April 19, 2024

Beranda Islam

Terpercaya – Tajam – Mencerdaskan Umat

FIQIH PENGADAAN HEWAN KURBAN

Bagian Kedua

KH. M. SHIDDIQ AL JAWI, S.Si, MSI

Keempat Wakalah Bil Ujroh

Gambaran faktanya sebagai berikut; pihak muwakkil mewakilkan urusan pembelian hewan kurban kepada pihak wakil, dengan mentransfer sejumlah uang, untuk membayar harga hewan dan ujrah (upah). Pihak wakil lalu membelikan kambing, dan biasanya pihak wakil juga diminta untuk menyembelihkan dan membagikan daging kurban.

Adapun hukumnya boleh, asalkan pihak wakil mengikuti akibat-akibat hukum dari akad wakalah bil ujrah. Diantaranya jika mendapat diskon, maka itu haknya muwakkil, bukan hak wakil. Wakil berhak atas ujrah dari muwakkil, tapi tidak boleh mencari untung dengan mark up harga. Biaya pemeliharaan dan risiko (misal hewan mati), menjadi tanggungan muwakkil, bukan tanggungan wakil, kecuali jika wakil lalai.

Kelima Qardh (pinjam utang)

Gambaran faktanya sebagai berikut: seseorang meminjam kambing dengan akad qardh (pinjam utang), bukan akad ‘aariyah/i’aarah (pinjam pakai), dari orang lain, untuk dikembalikan dengan kambing semisal, dalam waktu jatuh tempo yang disepakati.

Adapun hukumnya boleh, karena dulu Rasulullah SAW juga pernah meminjam seekor unta muda dengan akad qardh (pinjam utang), lalu beliau mengembalikannya dengan unta lain yang lebih besar. (HR Muslim, dari Abu Rafi’ RA).

“Dari Abu Rafi’ RA, bahwa Rasulullah SAW pernah meminjam dari seorang laki-laki seekor unta muda, lalu datang kepada Rasulullah AAW satu ekor unta dari unta zakat, lalu beliau memerintahkan Abu Rafi’ mengembalikan pinjaman unta muda kepada laki-laki itu. Kemudian Abu Rafi’ kembali kepada Rasulullah SAW lalu berkata,”Tidak saya dapati pada unta zakat itu kecuali unta khiyar raba’i (berumur 6 tahun lebih). Maka Rasulullah SAW bersabda,”Berikan unta itu kepadanya, karena sebaik-baik manusia adalah yang paling baik di antara mereka dalam membayar pinjamannya.” (HR Muslim).

Keenam, Nabung Kurban

Gambaran fakta dari nabung kurban ada dua bentuk :

Pertama, menabung mandiri. Yakni seseorang menabung dengan cara mengumpulkan uang pada dirinya sendiri, bukan kepada pihak lain. Setelah uang terkumpul lalu dia belikan kambing kurban.

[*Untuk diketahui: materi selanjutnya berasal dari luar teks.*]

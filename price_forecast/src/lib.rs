//! # Price Forecast
//!
//! A Rust library for forecasting daily closing prices with a
//! stationarity-corrected ARIMA model.
//!
//! ## Features
//!
//! - Date-indexed price series with validated construction
//! - 7-day trailing rolling-mean smoothing and standard scaling
//! - Augmented Dickey-Fuller test and automatic differencing order (0-2)
//! - ARIMA(5, d, 1) fitted by exact maximum likelihood, with forecast bounds
//! - Hold-out RMSE evaluation on the last 30 points
//! - Pluggable price sources (CSV directory, in-memory)
//! - Descriptive analysis: moving averages, RSI, MACD, Bollinger Bands and
//!   summary statistics
//!
//! ## Quick Start
//!
//! ```no_run
//! use price_forecast::pipeline::ForecastPipeline;
//! use price_forecast::source::CsvPriceSource;
//!
//! # fn main() -> price_forecast::Result<()> {
//! let source = CsvPriceSource::new("data");
//! let pipeline = ForecastPipeline::default();
//!
//! let report = pipeline.predict_from_source(&source, "AAPL", 30)?;
//! for point in &report.predictions {
//!     println!("{} {:.2} [{:.2}, {:.2}]", point.date, point.predicted_price, point.lower, point.upper);
//! }
//! # Ok(())
//! # }
//! ```
//!
//! The stages can also be driven one at a time:
//!
//! ```no_run
//! use price_forecast::preprocess::{scale, smooth};
//! use price_forecast::stationarity::choose_differencing_order;
//! use price_forecast::evaluation::evaluate;
//! use price_forecast::models::fit_and_forecast;
//! # use price_forecast::data::PriceSeries;
//!
//! # fn run(series: &PriceSeries) -> price_forecast::Result<()> {
//! let smoothed = smooth(series)?;
//! let d = choose_differencing_order(&smoothed.values())?;
//! let (scaled, scaler) = scale(&smoothed)?;
//! let rmse = evaluate(&scaled, d)?;
//! let forecast = fit_and_forecast(&scaled, d, 30)?;
//! let prices = scaler.inverse_transform(forecast.values());
//! # Ok(())
//! # }
//! ```

pub mod analysis;
pub mod config;
pub mod data;
pub mod error;
pub mod evaluation;
pub mod metrics;
pub mod models;
pub mod pipeline;
pub mod preprocess;
pub mod source;
pub mod stationarity;
pub mod utils;

// Re-export commonly used types
pub use crate::analysis::{AnalysisReport, PriceSummary, TechnicalIndicators, Trend};
pub use crate::config::PipelineConfig;
pub use crate::data::{PricePoint, PriceSeries, ScaledSeries, SmoothedSeries};
pub use crate::error::{ForecastError, Result};
pub use crate::evaluation::EvaluationScore;
pub use crate::models::{ForecastModel, ForecastResult, TrainedForecastModel};
pub use crate::pipeline::{ForecastPipeline, ForecastPoint, ModelInfo, PredictionReport};
pub use crate::preprocess::Scaler;
pub use crate::source::{CsvPriceSource, InMemorySource, PriceSource};
pub use crate::stationarity::{DifferencingDecision, DifferencingOrder};

// Version information
pub const VERSION: &str = env!("CARGO_PKG_VERSION");
pub const NAME: &str = env!("CARGO_PKG_NAME");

Adapun hukumnya boleh, karena menabung mandiri termasuk apa yang disebut iddikhar (menabung, saving), yang hukumnya boleh. Iddikhar adalah :

“Iddikhar (menabung) adalah menyimpan uang untuk suatu kebutuhan dari kebutuhan-kebutuhan [di masa depan].” (Taqiyuddin An Nabhani, Al Nizham Al Iqtishadi fi Al Islam, hlm. 253).

Kedua, menabung pada lembaga kurban. Yakni seseorang menabung kepada suatu lembaga kurban untuk jangka waktu tertentu, lalu setelah uang terkumpul uang itu digunakan membeli kambing kurban dari lembaga tersebut.

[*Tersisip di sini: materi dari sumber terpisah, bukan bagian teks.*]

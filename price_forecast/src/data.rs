//! Price series types for forecasting
//!
//! A single strongly-typed shape, ordered `(date, value)` pairs, flows
//! through every stage. Each stage's output gets its own type so that a
//! smoothed or scaled series cannot be confused with raw prices.

use crate::error::{ForecastError, Result};
use chrono::NaiveDate;
use serde::{Deserialize, Serialize};

/// One daily closing price
#[derive(Debug, Clone, Copy, PartialEq, Serialize, Deserialize)]
pub struct PricePoint {
    /// Trading date
    pub date: NaiveDate,
    /// Closing price
    pub price: f64,
}

impl PricePoint {
    /// Create a new price point
    pub fn new(date: NaiveDate, price: f64) -> Self {
        Self { date, price }
    }
}

/// Ordered daily closing prices with strictly increasing dates.
///
/// Gaps (weekends, holidays) are allowed; duplicate or out-of-order dates
/// and non-finite prices are rejected at construction.
#[derive(Debug, Clone, PartialEq, Serialize)]
pub struct PriceSeries {
    points: Vec<PricePoint>,
}

impl PriceSeries {
    /// Create a series from points, validating order and values
    pub fn new(points: Vec<PricePoint>) -> Result<Self> {
        validate_points(&points)?;
        Ok(Self { points })
    }

    /// Create a series from parallel date and price vectors
    pub fn from_parts(dates: Vec<NaiveDate>, prices: Vec<f64>) -> Result<Self> {
        if dates.len() != prices.len() {
            return Err(ForecastError::DataError(format!(
                "Dates length ({}) doesn't match prices length ({})",
                dates.len(),
                prices.len()
            )));
        }

        let points = dates
            .into_iter()
            .zip(prices)
            .map(|(date, price)| PricePoint { date, price })
            .collect();
        Self::new(points)
    }

    /// Number of observations
    pub fn len(&self) -> usize {
        self.points.len()
    }

    /// Whether the series has no observations
    pub fn is_empty(&self) -> bool {
        self.points.is_empty()
    }

    /// All points in date order
    pub fn points(&self) -> &[PricePoint] {
        &self.points
    }

    /// Dates in order
    pub fn dates(&self) -> Vec<NaiveDate> {
        self.points.iter().map(|p| p.date).collect()
    }

    /// Closing prices in date order
    pub fn prices(&self) -> Vec<f64> {
        self.points.iter().map(|p| p.price).collect()
    }

    /// First date, if any
    pub fn first_date(&self) -> Option<NaiveDate> {
        self.points.first().map(|p| p.date)
    }

    /// Last date, if any
    pub fn last_date(&self) -> Option<NaiveDate> {
        self.points.last().map(|p| p.date)
    }

    /// Last closing price, if any
    pub fn last_price(&self) -> Option<f64> {
        self.points.last().map(|p| p.price)
    }

    /// The trailing `n` points (or the whole series if shorter)
    pub fn tail(&self, n: usize) -> &[PricePoint] {
        let start = self.points.len().saturating_sub(n);
        &self.points[start..]
    }
}

impl<'de> Deserialize<'de> for PriceSeries {
    fn deserialize<D>(deserializer: D) -> std::result::Result<Self, D::Error>
    where
        D: serde::Deserializer<'de>,
    {
        let points = Vec::<PricePoint>::deserialize(deserializer)?;
        PriceSeries::new(points).map_err(serde::de::Error::custom)
    }
}

fn validate_points(points: &[PricePoint]) -> Result<()> {
    if let Some(bad) = points.iter().find(|p| !p.price.is_finite()) {
        return Err(ForecastError::DataError(format!(
            "Non-finite price {} on {}",
            bad.price, bad.date
        )));
    }

    if let Some(pair) = points.windows(2).find(|w| w[1].date <= w[0].date) {
        return Err(ForecastError::DataError(format!(
            "Dates must be strictly increasing: {} is followed by {}",
            pair[0].date, pair[1].date
        )));
    }

    Ok(())
}

/// Trailing rolling mean of a [`PriceSeries`].
///
/// Indexed by the input's dates minus the dropped `window - 1` prefix.
#[derive(Debug, Clone, PartialEq, Serialize)]
pub struct SmoothedSeries {
    series: PriceSeries,
    window: usize,
}

impl SmoothedSeries {
    pub(crate) fn new(series: PriceSeries, window: usize) -> Self {
        Self { series, window }
    }

    /// Window length used for smoothing
    pub fn window(&self) -> usize {
        self.window
    }

    /// The smoothed values as a price series
    pub fn as_series(&self) -> &PriceSeries {
        &self.series
    }

    /// Number of smoothed points
    pub fn len(&self) -> usize {
        self.series.len()
    }

    /// Whether no smoothed points exist
    pub fn is_empty(&self) -> bool {
        self.series.is_empty()
    }

    /// Smoothed values in date order
    pub fn values(&self) -> Vec<f64> {
        self.series.prices()
    }

    /// Dates of the smoothed values
    pub fn dates(&self) -> Vec<NaiveDate> {
        self.series.dates()
    }

    /// Last date, if any
    pub fn last_date(&self) -> Option<NaiveDate> {
        self.series.last_date()
    }
}

/// A standardized series (zero mean, unit variance).
///
/// Only produced by [`crate::preprocess::scale`], always alongside the
/// scaler that was fit on it.
#[derive(Debug, Clone, PartialEq, Serialize)]
pub struct ScaledSeries {
    dates: Option<Vec<NaiveDate>>,
    values: Vec<f64>,
}

impl ScaledSeries {
    pub(crate) fn new(dates: Option<Vec<NaiveDate>>, values: Vec<f64>) -> Self {
        Self { dates, values }
    }

    /// Standardized values
    pub fn values(&self) -> &[f64] {
        &self.values
    }

    /// Dates, when the series was scaled from dated input
    pub fn dates(&self) -> Option<&[NaiveDate]> {
        self.dates.as_deref()
    }

    /// Last date, if known
    pub fn last_date(&self) -> Option<NaiveDate> {
        self.dates.as_ref().and_then(|d| d.last().copied())
    }

    /// Number of values
    pub fn len(&self) -> usize {
        self.values.len()
    }

    /// Whether the series is empty
    pub fn is_empty(&self) -> bool {
        self.values.is_empty()
    }
}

Adapun Hukumnya boleh, tetapi dengan 2 (dua) syarat; pertama Pihak penabung wajib diberi khiyar (hak memilih), apakah akan mengambil uang yang terkumpul, atau akan menggunakan uang itu untuk membeli hewan kurban. Sedangkan kedua, jika penabung memilih membeli hewan kurban, wajib ada akad jual beli (ijab dan kabul) dengan lembaga kurban.

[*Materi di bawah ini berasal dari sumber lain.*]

//! Series preprocessing: rolling-mean smoothing and standard scaling

use crate::data::{PricePoint, PriceSeries, ScaledSeries, SmoothedSeries};
use crate::error::{ForecastError, Result};
use chrono::NaiveDate;
use serde::{Deserialize, Serialize};
use trade_math::moving_averages::rolling_mean;
use trade_math::statistics;
use tracing::debug;

/// Default smoothing window (one trading week plus weekend days)
pub const DEFAULT_WINDOW: usize = 7;

/// Relative standard deviation below which a series is treated as constant
const DEGENERATE_STD: f64 = 1e-12;

/// Smooth with the default 7-point trailing mean
pub fn smooth(series: &PriceSeries) -> Result<SmoothedSeries> {
    smooth_with_window(series, DEFAULT_WINDOW)
}

/// Trailing rolling mean over `window` consecutive points.
///
/// The first `window - 1` points have no full window and are dropped, so the
/// output is `series.len() - window + 1` long and keeps the input's dates
/// from index `window - 1` onwards.
pub fn smooth_with_window(series: &PriceSeries, window: usize) -> Result<SmoothedSeries> {
    if window == 0 {
        return Err(ForecastError::InvalidParameter(
            "Smoothing window must be positive".to_string(),
        ));
    }
    if series.len() < window {
        return Err(ForecastError::InsufficientData {
            required: window,
            available: series.len(),
        });
    }

    let means = rolling_mean(&series.prices(), window)?;
    let points = series.points()[window - 1..]
        .iter()
        .zip(means)
        .map(|(p, mean)| PricePoint::new(p.date, mean))
        .collect();

    debug!(input = series.len(), window, "smoothed price series");
    Ok(SmoothedSeries::new(PriceSeries::new(points)?, window))
}

/// Affine standardizer fit on one series: `z = (x - mean) / std_dev`
#[derive(Debug, Clone, Copy, PartialEq, Serialize, Deserialize)]
pub struct Scaler {
    mean: f64,
    std_dev: f64,
}

impl Scaler {
    /// Fitted mean
    pub fn mean(&self) -> f64 {
        self.mean
    }

    /// Fitted population standard deviation
    pub fn std_dev(&self) -> f64 {
        self.std_dev
    }

    /// Standardize values with the fitted parameters
    pub fn transform(&self, values: &[f64]) -> Vec<f64> {
        values.iter().map(|v| (v - self.mean) / self.std_dev).collect()
    }

    /// Map standardized values back to price units
    pub fn inverse_transform(&self, values: &[f64]) -> Vec<f64> {
        values.iter().map(|z| z * self.std_dev + self.mean).collect()
    }

    fn fit(values: &[f64]) -> Result<Self> {
        if values.is_empty() {
            return Err(ForecastError::InsufficientData {
                required: 1,
                available: 0,
            });
        }

        let mean = statistics::mean(values)?;
        let std_dev = statistics::population_std_dev(values)?;
        if !std_dev.is_finite() || std_dev <= DEGENERATE_STD * mean.abs().max(1.0) {
            return Err(ForecastError::DegenerateSeries(format!(
                "cannot scale a series with zero variance (all {} values equal {})",
                values.len(),
                mean
            )));
        }

        Ok(Self { mean, std_dev })
    }
}

/// Fit a scaler on the entire smoothed series and standardize it
pub fn scale(series: &SmoothedSeries) -> Result<(ScaledSeries, Scaler)> {
    let values = series.values();
    let scaler = Scaler::fit(&values)?;
    let scaled = ScaledSeries::new(Some(series.dates()), scaler.transform(&values));
    debug!(mean = scaler.mean, std_dev = scaler.std_dev, "fitted scaler");
    Ok((scaled, scaler))
}

/// Fit a scaler on undated values and standardize them
pub fn scale_values(values: &[f64]) -> Result<(ScaledSeries, Scaler)> {
    let scaler = Scaler::fit(values)?;
    Ok((ScaledSeries::new(None, scaler.transform(values)), scaler))
}

/// Inverse of [`scale`]: map standardized values back to price units
pub fn unscale(scaler: &Scaler, values: &[f64]) -> Vec<f64> {
    scaler.inverse_transform(values)
}

/// Inverse-transform values and attach them to dates
pub fn unscale_series(scaler: &Scaler, dates: &[NaiveDate], values: &[f64]) -> Result<PriceSeries> {
    PriceSeries::from_parts(dates.to_vec(), unscale(scaler, values))
}

#[cfg(test)]
mod tests {
    use super::*;
    use approx::assert_abs_diff_eq;

    fn series(prices: &[f64]) -> PriceSeries {
        let start = NaiveDate::from_ymd_opt(2024, 3, 1).unwrap();
        let dates = (0..prices.len())
            .map(|i| start + chrono::Duration::days(i as i64))
            .collect();
        PriceSeries::from_parts(dates, prices.to_vec()).unwrap()
    }

    #[test]
    fn test_smooth_keeps_trailing_dates() {
        let raw = series(&[1.0, 2.0, 3.0, 4.0, 5.0, 6.0, 7.0, 8.0, 9.0]);
        let smoothed = smooth(&raw).unwrap();

        assert_eq!(smoothed.len(), 3);
        assert_eq!(smoothed.window(), 7);
        assert_eq!(smoothed.dates()[0], raw.dates()[6]);
        assert_eq!(smoothed.last_date(), raw.last_date());
        assert_abs_diff_eq!(smoothed.values()[0], 4.0, epsilon = 1e-12);
        assert_abs_diff_eq!(smoothed.values()[2], 6.0, epsilon = 1e-12);
    }

    #[test]
    fn test_smooth_too_short() {
        let raw = series(&[1.0, 2.0, 3.0, 4.0, 5.0, 6.0]);
        let err = smooth(&raw).unwrap_err();
        assert!(matches!(
            err,
            ForecastError::InsufficientData {
                required: 7,
                available: 6
            }
        ));
    }

    #[test]
    fn test_scale_statistics() {
        let raw = series(&[2.0, 4.0, 4.0, 4.0, 5.0, 5.0, 7.0, 9.0]);
        let smoothed = smooth_with_window(&raw, 1).unwrap();
        let (scaled, scaler) = scale(&smoothed).unwrap();

        assert_abs_diff_eq!(scaler.mean(), 5.0, epsilon = 1e-12);
        assert_abs_diff_eq!(scaler.std_dev(), 2.0, epsilon = 1e-12);
        assert_abs_diff_eq!(scaled.values()[0], -1.5, epsilon = 1e-12);

        let mean: f64 = scaled.values().iter().sum::<f64>() / scaled.len() as f64;
        assert_abs_diff_eq!(mean, 0.0, epsilon = 1e-12);
    }

    #[test]
    fn test_scale_constant_is_degenerate() {
        let err = scale_values(&[3.0; 10]).unwrap_err();
        assert!(matches!(err, ForecastError::DegenerateSeries(_)));
    }

    #[test]
    fn test_unscale_series_attaches_dates() {
        let (scaled, scaler) = scale_values(&[10.0, 20.0, 30.0]).unwrap();
        let dates = series(&[0.0, 0.0, 0.0]).dates();
        let restored = unscale_series(&scaler, &dates, scaled.values()).unwrap();
        assert_abs_diff_eq!(restored.prices()[2], 30.0, epsilon = 1e-9);
        assert_eq!(restored.dates(), dates);
    }
}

Penjelasan dalil syarat pertama adalah pihak penabung wajib diberi khiyar (hak memilih), sebab akad antara penabung dengan lembaga kurban adalah akad qardh (penabung meminjamkan uang) yang dilanjutkan dengan akad jual beli. Jika penabung tidak diberi khiyar, berarti akad qardh dari penabung itu akan secara mengikat (mulzim) digabung dengan jual beli, padahal gabungan akad qardh dengan jual beli yang bersifat mengikat, hukumnya haram.

Sabda Nabi SAW : “Tidak halal menggabungkan akad qardh (pinjaman) dengan akad jual beli.” (HR Tirmidzi)

Penjelasan dalil syarat kedua adalah pihak penabung dan lembaga kurban wajib melakukan akad jual beli (ijab dan kabul) jika penabung memilih membeli kurban. Mengapa wajib demikian? Sebab jika tidak ada akad jual beli, yang terlepas dari akad qardh di awal, berarti terjadi penggabungan dua akad (qardh dan jual beli) sejak awal akad. Penggabungan dua akad yang mulzim (mengikat), di mana akad yang satu mensyaratkan akad lain, telah dilarang sesuai hadits Nabi SAW dari Ibnu Mas’ud RA:

“Rasulullah SAW telah melarang dua kesepakatan dalam satu kesepakatan (shafqataini fii shafqatin wahidatin).” (HR Ahmad)

Ketujuh, Hewan Kurban Hasil Utang

Gambaran fakta sebagai berikut; Seorang meminjam uang dengan akad qardh (pinjam uang) kepada orang lain sebesar Rp 4,5 juta. Uang tersebut lalu dibelikan seekor kambing untuk dijadikan hewan kurban. Selanjutnya orang tersebut mengembalikan pinjaman tersebut sesuai waktu yang disepakati. Adapun hukum nya boleh, dengan syarat pihak peminjam itu berkemampuan untuk mengembalikan pinjaman tersebut.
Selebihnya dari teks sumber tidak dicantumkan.